> **Directions for this task**:
In the response, each entry below should appear again exactly as given.

▼

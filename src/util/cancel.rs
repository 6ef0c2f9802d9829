use std::sync::atomic::{AtomicBool, Ordering};
use std::sync::Arc;

/// Cooperative cancellation flag shared by the supervisor and its workers.
/// Workers check it at their safe points; nothing is interrupted mid-call.
#[derive(Debug, Clone, Default)]
pub struct CancelToken(Arc<AtomicBool>);

impl CancelToken {
    pub fn new() -> Self { Self::default() }

    pub fn cancel(&self) {
        self.0.store(true, Ordering::SeqCst);
    }

    pub fn is_cancelled(&self) -> bool {
        self.0.load(Ordering::SeqCst)
    }
}
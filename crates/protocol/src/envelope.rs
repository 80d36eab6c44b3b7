use std::fmt;
use std::str::FromStr;

use serde_json::Value;

/// Which side of the venue a connection belongs to.
#[derive(Debug, Clone, Copy, PartialEq, Eq, Hash)]
pub enum Role {
    /// A billable terminal, identified by its peer address.
    Terminal,
    /// An operator console observing and controlling terminals.
    Monitor,
}

impl Role {
    pub fn as_str(&self) -> &'static str {
        match self {
            Self::Terminal => "terminal",
            Self::Monitor => "monitor",
        }
    }
}

impl fmt::Display for Role {
    fn fmt(&self, f: &mut fmt::Formatter<'_>) -> fmt::Result {
        f.write_str(self.as_str())
    }
}

impl FromStr for Role {
    type Err = ProtocolError;

    fn from_str(s: &str) -> Result<Self, Self::Err> {
        match s {
            "terminal" => Ok(Self::Terminal),
            "monitor" => Ok(Self::Monitor),
            other => Err(ProtocolError::UnknownRole(other.to_owned())),
        }
    }
}

/// A decoded inbound frame.
#[derive(Debug, Clone, PartialEq)]
pub struct Envelope {
    pub role: Role,
    pub message_type: String,
    pub payload: Value,
}

/// Envelope-level failures.  Each one closes the connection; the
/// `Display` text is sent as the close reason.
#[derive(Debug, Clone, PartialEq, Eq, thiserror::Error)]
pub enum ProtocolError {
    #[error("Invalid json format.")]
    InvalidJson,
    #[error("Invalid json format.")]
    NotAnEnvelope,
    #[error("Unknown client type: {0}")]
    UnknownRole(String),
    #[error("Client type changed from {latched} to {got}")]
    RoleMismatch { latched: Role, got: Role },
    #[error("Client not registered")]
    NotRegistered,
}

/// Decode one text frame into an [`Envelope`].
///
/// The frame must be a JSON array of exactly three elements whose first
/// two are strings.
pub fn decode_envelope(text: &str) -> Result<Envelope, ProtocolError> {
    let value: Value = serde_json::from_str(text).map_err(|_| ProtocolError::InvalidJson)?;
    let Value::Array(mut items) = value else {
        return Err(ProtocolError::NotAnEnvelope);
    };
    if items.len() != 3 {
        return Err(ProtocolError::NotAnEnvelope);
    }

    let payload = items.pop().unwrap_or(Value::Null);
    let message_type = match items.pop() {
        Some(Value::String(s)) => s,
        _ => return Err(ProtocolError::NotAnEnvelope),
    };
    let role = match items.pop() {
        Some(Value::String(s)) => s.parse::<Role>()?,
        _ => return Err(ProtocolError::NotAnEnvelope),
    };

    Ok(Envelope {
        role,
        message_type,
        payload,
    })
}

#[cfg(test)]
mod tests {
    use super::*;

    #[test]
    fn decodes_terminal_frame() {
        let env = decode_envelope(r#"["terminal","guest-login","6JNOFP"]"#).unwrap();
        assert_eq!(env.role, Role::Terminal);
        assert_eq!(env.message_type, "guest-login");
        assert_eq!(env.payload, Value::String("6JNOFP".into()));
    }

    #[test]
    fn null_payload_is_kept() {
        let env = decode_envelope(r#"["monitor","init",null]"#).unwrap();
        assert_eq!(env.role, Role::Monitor);
        assert!(env.payload.is_null());
    }

    #[test]
    fn rejects_non_json() {
        assert_eq!(decode_envelope("hello"), Err(ProtocolError::InvalidJson));
    }

    #[test]
    fn rejects_wrong_arity() {
        assert_eq!(
            decode_envelope(r#"["terminal","init"]"#),
            Err(ProtocolError::NotAnEnvelope)
        );
        assert_eq!(
            decode_envelope(r#"["terminal","init",null,1]"#),
            Err(ProtocolError::NotAnEnvelope)
        );
        assert_eq!(
            decode_envelope(r#"{"role":"terminal"}"#),
            Err(ProtocolError::NotAnEnvelope)
        );
    }

    #[test]
    fn rejects_unknown_role() {
        assert_eq!(
            decode_envelope(r#"["printer","init",null]"#),
            Err(ProtocolError::UnknownRole("printer".into()))
        );
    }

    #[test]
    fn rejects_non_string_type() {
        assert_eq!(
            decode_envelope(r#"["terminal",5,null]"#),
            Err(ProtocolError::NotAnEnvelope)
        );
    }

    #[test]
    fn close_reasons_are_human_readable() {
        assert_eq!(ProtocolError::NotRegistered.to_string(), "Client not registered");
        let mismatch = ProtocolError::RoleMismatch {
            latched: Role::Terminal,
            got: Role::Monitor,
        };
        assert_eq!(mismatch.to_string(), "Client type changed from terminal to monitor");
    }
}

▲

> **Response**:
filename src/util/cancel.rs
repository 6ef0c2f9802d9829
use std::sync::atomic::{AtomicBool, Ordering};
use std::sync::Arc;

/// Cooperative cancellation flag shared by the supervisor and its workers.
/// Workers check it at their safe points; nothing is interrupted mid-call.
#[derive(Debug, Clone, Default)]
pub struct CancelToken(Arc<AtomicBool>);

impl CancelToken {
    pub fn new() -> Self { Self::default() }

    pub fn cancel(&self) {
        self.0.store(true, Ordering::SeqCst);
    }

    pub fn is_cancelled(&self) -> bool {
        self.0.load(Ordering::SeqCst)
    }
}
filename crates/protocol/src/envelope.rs
repository 80d36eab6c44b3b7
use std::fmt;
use std::str::FromStr;

use serde_json::Value;

/// Which side of the venue a connection belongs to.
#[derive(Debug, Clone, Copy, PartialEq, Eq, Hash)]
pub enum Role {
    /// A billable terminal, identified by its peer address.
    Terminal,
    /// An operator console observing and controlling terminals.
    Monitor,
}

impl Role {
    pub fn as_str(&self) -> &'static str {
        match self {
            Self::Terminal => "terminal",
            Self::Monitor => "monitor",
        }
    }
}

impl fmt::Display for Role {
    fn fmt(&self, f: &mut fmt::Formatter<'_>) -> fmt::Result {
        f.write_str(self.as_str())
    }
}

impl FromStr for Role {
    type Err = ProtocolError;

    fn from_str(s: &str) -> Result<Self, Self::Err> {
        match s {
            "terminal" => Ok(Self::Terminal),
            "monitor" => Ok(Self::Monitor),
            other => Err(ProtocolError::UnknownRole(other.to_owned())),
        }
    }
}

/// A decoded inbound frame.
#[derive(Debug, Clone, PartialEq)]
pub struct Envelope {
    pub role: Role,
    pub message_type: String,
    pub payload: Value,
}

/// Envelope-level failures.  Each one closes the connection; the
/// `Display` text is sent as the close reason.
#[derive(Debug, Clone, PartialEq, Eq, thiserror::Error)]
pub enum ProtocolError {
    #[error("Invalid json format.")]
    InvalidJson,
    #[error("Invalid json format.")]
    NotAnEnvelope,
    #[error("Unknown client type: {0}")]
    UnknownRole(String),
    #[error("Client type changed from {latched} to {got}")]
    RoleMismatch { latched: Role, got: Role },
    #[error("Client not registered")]
    NotRegistered,
}

/// Decode one text frame into an [`Envelope`].
///
/// The frame must be a JSON array of exactly three elements whose first
/// two are strings.
pub fn decode_envelope(text: &str) -> Result<Envelope, ProtocolError> {
    let value: Value = serde_json::from_str(text).map_err(|_| ProtocolError::InvalidJson)?;
    let Value::Array(mut items) = value else {
        return Err(ProtocolError::NotAnEnvelope);
    };
    if items.len() != 3 {
        return Err(ProtocolError::NotAnEnvelope);
    }

    let payload = items.pop().unwrap_or(Value::Null);
    let message_type = match items.pop() {
        Some(Value::String(s)) => s,
        _ => return Err(ProtocolError::NotAnEnvelope),
    };
    let role = match items.pop() {
        Some(Value::String(s)) => s.parse::<Role>()?,
        _ => return Err(ProtocolError::NotAnEnvelope),
    };

    Ok(Envelope {
        role,
        message_type,
        payload,
    })
}

#[cfg(test)]
mod tests {
    use super::*;

    #[test]
    fn decodes_terminal_frame() {
        let env = decode_envelope(r#"["terminal","guest-login","6JNOFP"]"#).unwrap();
        assert_eq!(env.role, Role::Terminal);
        assert_eq!(env.message_type, "guest-login");
        assert_eq!(env.payload, Value::String("6JNOFP".into()));
    }

    #[test]
    fn null_payload_is_kept() {
        let env = decode_envelope(r#"["monitor","init",null]"#).unwrap();
        assert_eq!(env.role, Role::Monitor);
        assert!(env.payload.is_null());
    }

    #[test]
    fn rejects_non_json() {
        assert_eq!(decode_envelope("hello"), Err(ProtocolError::InvalidJson));
    }

    #[test]
    fn rejects_wrong_arity() {
        assert_eq!(
            decode_envelope(r#"["terminal","init"]"#),
            Err(ProtocolError::NotAnEnvelope)
        );
        assert_eq!(
            decode_envelope(r#"["terminal","init",null,1]"#),
            Err(ProtocolError::NotAnEnvelope)
        );
        assert_eq!(
            decode_envelope(r#"{"role":"terminal"}"#),
            Err(ProtocolError::NotAnEnvelope)
        );
    }

    #[test]
    fn rejects_unknown_role() {
        assert_eq!(
            decode_envelope(r#"["printer","init",null]"#),
            Err(ProtocolError::UnknownRole("printer".into()))
        );
    }

    #[test]
    fn rejects_non_string_type() {
        assert_eq!(
            decode_envelope(r#"["terminal",5,null]"#),
            Err(ProtocolError::NotAnEnvelope)
        );
    }

    #[test]
    fn close_reasons_are_human_readable() {
        assert_eq!(ProtocolError::NotRegistered.to_string(), "Client not registered");
        let mismatch = ProtocolError::RoleMismatch {
            latched: Role::Terminal,
            got: Role::Monitor,
        };
        assert_eq!(mismatch.to_string(), "Client type changed from terminal to monitor");
    }
}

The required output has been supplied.